#### TASK REQUIREMENTS
In the records below, begin at the line that has "if self.height == 0" and stop after the line that has "pub fn buffer(&self)"; quote those lines verbatim and nothing more.

#### EXERCISE INPUT
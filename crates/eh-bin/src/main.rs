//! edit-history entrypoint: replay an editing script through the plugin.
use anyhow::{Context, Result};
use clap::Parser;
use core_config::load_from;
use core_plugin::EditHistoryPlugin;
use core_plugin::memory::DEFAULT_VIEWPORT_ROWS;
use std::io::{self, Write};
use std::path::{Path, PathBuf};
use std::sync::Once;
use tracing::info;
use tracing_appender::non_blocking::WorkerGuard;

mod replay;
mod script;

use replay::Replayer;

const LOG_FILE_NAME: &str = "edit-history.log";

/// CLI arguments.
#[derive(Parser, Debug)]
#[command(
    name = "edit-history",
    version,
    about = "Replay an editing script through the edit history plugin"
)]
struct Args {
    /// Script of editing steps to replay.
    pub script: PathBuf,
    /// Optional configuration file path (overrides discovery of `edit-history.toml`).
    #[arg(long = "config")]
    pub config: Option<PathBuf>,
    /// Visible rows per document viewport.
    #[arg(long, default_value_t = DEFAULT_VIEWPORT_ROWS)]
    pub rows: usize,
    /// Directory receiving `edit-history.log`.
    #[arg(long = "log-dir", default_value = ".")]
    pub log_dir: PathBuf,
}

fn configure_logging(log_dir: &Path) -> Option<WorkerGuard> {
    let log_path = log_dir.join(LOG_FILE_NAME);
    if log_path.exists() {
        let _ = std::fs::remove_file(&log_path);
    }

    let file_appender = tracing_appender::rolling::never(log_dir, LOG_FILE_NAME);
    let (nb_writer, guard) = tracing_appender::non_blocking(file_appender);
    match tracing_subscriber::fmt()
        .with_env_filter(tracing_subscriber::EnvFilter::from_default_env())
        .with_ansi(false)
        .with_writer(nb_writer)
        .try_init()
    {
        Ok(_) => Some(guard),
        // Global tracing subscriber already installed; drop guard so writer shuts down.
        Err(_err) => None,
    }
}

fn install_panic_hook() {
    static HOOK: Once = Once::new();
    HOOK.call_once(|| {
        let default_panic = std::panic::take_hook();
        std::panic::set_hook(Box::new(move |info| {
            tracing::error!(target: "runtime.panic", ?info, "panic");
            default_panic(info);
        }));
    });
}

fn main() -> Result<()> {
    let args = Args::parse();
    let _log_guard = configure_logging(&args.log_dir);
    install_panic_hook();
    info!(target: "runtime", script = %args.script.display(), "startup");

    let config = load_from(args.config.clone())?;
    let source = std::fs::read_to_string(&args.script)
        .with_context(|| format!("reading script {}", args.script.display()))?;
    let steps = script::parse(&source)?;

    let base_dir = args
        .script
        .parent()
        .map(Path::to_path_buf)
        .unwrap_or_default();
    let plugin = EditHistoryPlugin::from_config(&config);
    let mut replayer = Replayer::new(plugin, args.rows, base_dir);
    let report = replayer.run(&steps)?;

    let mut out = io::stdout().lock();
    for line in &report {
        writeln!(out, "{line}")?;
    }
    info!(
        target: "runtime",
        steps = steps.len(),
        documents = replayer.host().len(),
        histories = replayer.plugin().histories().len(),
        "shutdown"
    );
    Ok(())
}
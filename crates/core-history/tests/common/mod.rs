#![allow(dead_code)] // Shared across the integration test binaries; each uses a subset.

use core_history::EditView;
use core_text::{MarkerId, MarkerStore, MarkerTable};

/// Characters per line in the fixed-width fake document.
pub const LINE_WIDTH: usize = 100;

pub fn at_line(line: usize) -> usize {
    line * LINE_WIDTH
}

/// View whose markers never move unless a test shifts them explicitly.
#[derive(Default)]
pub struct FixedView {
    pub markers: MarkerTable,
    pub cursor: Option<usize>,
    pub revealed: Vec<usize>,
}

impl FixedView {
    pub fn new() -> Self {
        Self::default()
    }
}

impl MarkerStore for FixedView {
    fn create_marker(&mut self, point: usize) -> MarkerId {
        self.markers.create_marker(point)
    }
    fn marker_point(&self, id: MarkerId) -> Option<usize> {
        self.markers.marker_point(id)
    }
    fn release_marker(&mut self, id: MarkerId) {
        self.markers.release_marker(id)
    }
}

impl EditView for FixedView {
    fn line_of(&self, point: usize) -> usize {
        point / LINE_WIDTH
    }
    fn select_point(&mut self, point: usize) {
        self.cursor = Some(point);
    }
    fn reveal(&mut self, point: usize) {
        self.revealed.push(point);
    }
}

==

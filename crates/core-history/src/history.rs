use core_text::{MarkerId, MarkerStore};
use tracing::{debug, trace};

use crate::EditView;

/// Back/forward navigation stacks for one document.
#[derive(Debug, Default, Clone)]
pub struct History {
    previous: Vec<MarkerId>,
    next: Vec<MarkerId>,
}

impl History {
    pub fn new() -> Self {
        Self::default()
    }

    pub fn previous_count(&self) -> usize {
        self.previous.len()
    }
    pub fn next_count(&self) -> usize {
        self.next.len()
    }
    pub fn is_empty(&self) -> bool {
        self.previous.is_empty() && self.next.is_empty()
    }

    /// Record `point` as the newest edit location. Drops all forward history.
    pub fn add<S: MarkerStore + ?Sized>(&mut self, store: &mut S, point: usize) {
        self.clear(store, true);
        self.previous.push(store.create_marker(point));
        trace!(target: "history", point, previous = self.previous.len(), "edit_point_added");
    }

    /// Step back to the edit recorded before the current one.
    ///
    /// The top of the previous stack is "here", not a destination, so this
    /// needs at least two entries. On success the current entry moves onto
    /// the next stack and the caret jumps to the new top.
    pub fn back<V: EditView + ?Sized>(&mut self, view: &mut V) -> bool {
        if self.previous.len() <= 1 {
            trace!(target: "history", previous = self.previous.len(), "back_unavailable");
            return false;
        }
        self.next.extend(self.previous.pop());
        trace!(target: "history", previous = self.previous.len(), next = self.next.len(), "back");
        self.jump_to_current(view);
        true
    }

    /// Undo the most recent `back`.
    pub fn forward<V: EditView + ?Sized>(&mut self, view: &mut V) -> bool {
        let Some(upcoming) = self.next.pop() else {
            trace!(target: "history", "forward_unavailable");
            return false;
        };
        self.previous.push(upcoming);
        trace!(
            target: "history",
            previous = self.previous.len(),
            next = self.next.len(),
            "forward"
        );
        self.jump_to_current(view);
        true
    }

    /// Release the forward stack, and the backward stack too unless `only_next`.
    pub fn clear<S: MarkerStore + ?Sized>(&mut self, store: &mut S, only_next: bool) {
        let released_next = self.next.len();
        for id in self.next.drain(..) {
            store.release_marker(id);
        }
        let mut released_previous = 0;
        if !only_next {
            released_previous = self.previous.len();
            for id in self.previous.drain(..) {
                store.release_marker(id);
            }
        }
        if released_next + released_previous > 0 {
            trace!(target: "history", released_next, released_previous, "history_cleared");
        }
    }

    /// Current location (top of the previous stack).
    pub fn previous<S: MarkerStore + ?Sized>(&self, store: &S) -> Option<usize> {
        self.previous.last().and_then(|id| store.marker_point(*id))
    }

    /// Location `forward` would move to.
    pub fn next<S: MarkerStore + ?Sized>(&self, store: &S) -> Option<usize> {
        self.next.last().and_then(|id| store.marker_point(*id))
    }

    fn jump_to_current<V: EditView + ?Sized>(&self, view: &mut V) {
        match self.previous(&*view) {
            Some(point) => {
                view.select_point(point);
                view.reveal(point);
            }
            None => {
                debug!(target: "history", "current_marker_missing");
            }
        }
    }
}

* * *

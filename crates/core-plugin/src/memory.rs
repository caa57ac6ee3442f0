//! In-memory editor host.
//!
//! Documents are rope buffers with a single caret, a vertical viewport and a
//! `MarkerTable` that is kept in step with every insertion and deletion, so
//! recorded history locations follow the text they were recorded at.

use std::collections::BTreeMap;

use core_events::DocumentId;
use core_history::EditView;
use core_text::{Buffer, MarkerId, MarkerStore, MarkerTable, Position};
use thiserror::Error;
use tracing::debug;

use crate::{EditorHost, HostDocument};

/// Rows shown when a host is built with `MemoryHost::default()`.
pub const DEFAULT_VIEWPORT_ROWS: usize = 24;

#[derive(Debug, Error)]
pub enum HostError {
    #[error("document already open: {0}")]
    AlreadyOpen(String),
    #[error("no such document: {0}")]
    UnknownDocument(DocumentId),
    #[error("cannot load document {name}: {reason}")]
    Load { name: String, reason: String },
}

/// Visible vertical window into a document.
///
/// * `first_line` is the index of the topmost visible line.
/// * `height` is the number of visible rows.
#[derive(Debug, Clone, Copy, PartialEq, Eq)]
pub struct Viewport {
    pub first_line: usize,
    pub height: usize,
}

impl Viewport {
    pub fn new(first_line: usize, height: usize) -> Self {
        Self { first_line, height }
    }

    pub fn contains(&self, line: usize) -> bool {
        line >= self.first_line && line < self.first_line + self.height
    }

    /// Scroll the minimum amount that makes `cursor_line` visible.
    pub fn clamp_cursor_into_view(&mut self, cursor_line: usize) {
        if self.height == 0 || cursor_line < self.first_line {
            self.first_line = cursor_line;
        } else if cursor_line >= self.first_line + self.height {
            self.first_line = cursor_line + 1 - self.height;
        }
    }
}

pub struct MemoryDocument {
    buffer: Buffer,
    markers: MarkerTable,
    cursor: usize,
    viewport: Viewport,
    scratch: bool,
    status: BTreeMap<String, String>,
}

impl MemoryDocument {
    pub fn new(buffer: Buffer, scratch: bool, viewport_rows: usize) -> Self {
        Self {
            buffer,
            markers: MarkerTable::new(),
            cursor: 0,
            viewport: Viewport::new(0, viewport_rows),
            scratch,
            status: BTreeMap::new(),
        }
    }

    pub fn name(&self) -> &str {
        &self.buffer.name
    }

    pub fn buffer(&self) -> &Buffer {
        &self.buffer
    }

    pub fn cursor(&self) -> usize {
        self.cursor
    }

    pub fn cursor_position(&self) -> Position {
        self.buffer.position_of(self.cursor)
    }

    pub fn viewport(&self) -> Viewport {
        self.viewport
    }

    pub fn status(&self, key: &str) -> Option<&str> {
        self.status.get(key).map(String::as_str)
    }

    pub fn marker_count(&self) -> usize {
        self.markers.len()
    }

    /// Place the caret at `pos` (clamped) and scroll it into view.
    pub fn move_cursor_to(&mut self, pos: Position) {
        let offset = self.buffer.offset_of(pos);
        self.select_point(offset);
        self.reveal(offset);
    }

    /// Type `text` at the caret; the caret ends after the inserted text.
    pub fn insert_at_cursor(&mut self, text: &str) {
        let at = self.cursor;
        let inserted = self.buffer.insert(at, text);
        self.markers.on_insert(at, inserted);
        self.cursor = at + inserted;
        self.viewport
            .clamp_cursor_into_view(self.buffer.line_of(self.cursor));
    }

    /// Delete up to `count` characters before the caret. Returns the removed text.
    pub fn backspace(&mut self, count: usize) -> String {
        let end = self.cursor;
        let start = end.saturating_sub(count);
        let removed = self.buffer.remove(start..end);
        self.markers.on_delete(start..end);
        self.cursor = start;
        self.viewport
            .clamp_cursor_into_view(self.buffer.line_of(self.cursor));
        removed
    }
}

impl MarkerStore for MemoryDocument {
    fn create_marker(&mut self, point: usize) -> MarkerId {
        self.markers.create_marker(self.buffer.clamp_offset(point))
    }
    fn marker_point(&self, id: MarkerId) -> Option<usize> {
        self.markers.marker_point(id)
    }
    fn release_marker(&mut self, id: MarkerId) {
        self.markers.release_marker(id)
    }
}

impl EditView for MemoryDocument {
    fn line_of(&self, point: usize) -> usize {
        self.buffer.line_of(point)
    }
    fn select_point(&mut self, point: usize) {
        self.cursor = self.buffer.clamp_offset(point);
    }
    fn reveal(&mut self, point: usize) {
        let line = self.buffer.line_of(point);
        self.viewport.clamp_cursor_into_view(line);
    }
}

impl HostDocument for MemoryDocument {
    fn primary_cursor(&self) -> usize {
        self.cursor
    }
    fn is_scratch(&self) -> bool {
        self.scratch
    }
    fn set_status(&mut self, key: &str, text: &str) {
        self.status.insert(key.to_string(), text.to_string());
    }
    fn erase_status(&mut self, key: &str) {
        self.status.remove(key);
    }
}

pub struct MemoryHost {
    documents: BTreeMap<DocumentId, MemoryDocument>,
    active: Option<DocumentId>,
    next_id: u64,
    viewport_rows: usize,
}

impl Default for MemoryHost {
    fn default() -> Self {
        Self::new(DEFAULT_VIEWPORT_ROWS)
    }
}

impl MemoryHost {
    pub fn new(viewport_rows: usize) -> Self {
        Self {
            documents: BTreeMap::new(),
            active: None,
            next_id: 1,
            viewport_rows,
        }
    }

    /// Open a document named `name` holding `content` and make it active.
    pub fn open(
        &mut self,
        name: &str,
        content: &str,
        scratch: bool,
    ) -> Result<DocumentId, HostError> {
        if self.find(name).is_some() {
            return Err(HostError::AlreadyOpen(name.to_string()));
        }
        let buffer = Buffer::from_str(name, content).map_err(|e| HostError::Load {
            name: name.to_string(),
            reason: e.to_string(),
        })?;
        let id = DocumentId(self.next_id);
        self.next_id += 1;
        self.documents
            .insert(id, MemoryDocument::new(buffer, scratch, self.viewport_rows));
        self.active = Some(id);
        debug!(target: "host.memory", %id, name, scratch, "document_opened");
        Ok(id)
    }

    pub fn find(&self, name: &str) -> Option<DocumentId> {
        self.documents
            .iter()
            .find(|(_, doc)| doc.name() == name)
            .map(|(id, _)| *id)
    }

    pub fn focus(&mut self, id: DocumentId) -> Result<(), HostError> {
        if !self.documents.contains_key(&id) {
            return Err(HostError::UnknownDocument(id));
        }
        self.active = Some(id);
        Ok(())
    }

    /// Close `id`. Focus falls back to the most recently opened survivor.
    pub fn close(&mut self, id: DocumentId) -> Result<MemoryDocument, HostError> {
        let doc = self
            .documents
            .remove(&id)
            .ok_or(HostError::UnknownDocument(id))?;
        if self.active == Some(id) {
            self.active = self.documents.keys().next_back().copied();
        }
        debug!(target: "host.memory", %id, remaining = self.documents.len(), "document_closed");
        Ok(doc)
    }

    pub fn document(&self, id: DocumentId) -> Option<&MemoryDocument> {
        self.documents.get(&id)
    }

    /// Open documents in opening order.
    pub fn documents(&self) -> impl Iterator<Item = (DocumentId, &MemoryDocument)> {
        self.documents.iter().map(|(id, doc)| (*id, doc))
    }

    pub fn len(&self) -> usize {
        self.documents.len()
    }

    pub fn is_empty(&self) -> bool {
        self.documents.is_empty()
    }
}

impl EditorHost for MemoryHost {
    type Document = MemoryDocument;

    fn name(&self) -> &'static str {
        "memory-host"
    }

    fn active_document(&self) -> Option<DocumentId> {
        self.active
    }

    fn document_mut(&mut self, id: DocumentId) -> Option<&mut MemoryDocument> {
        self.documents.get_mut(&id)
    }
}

#### SOLUTION TO THIS PROBLEM
        if self.height == 0 || cursor_line < self.first_line {
            self.first_line = cursor_line;
        } else if cursor_line >= self.first_line + self.height {
            self.first_line = cursor_line + 1 - self.height;
        }
    }
}

pub struct MemoryDocument {
    buffer: Buffer,
    markers: MarkerTable,
    cursor: usize,
    viewport: Viewport,
    scratch: bool,
    status: BTreeMap<String, String>,
}

impl MemoryDocument {
    pub fn new(buffer: Buffer, scratch: bool, viewport_rows: usize) -> Self {
        Self {
            buffer,
            markers: MarkerTable::new(),
            cursor: 0,
            viewport: Viewport::new(0, viewport_rows),
            scratch,
            status: BTreeMap::new(),
        }
    }

    pub fn name(&self) -> &str {
        &self.buffer.name
    }

    pub fn buffer(&self) -> &Buffer {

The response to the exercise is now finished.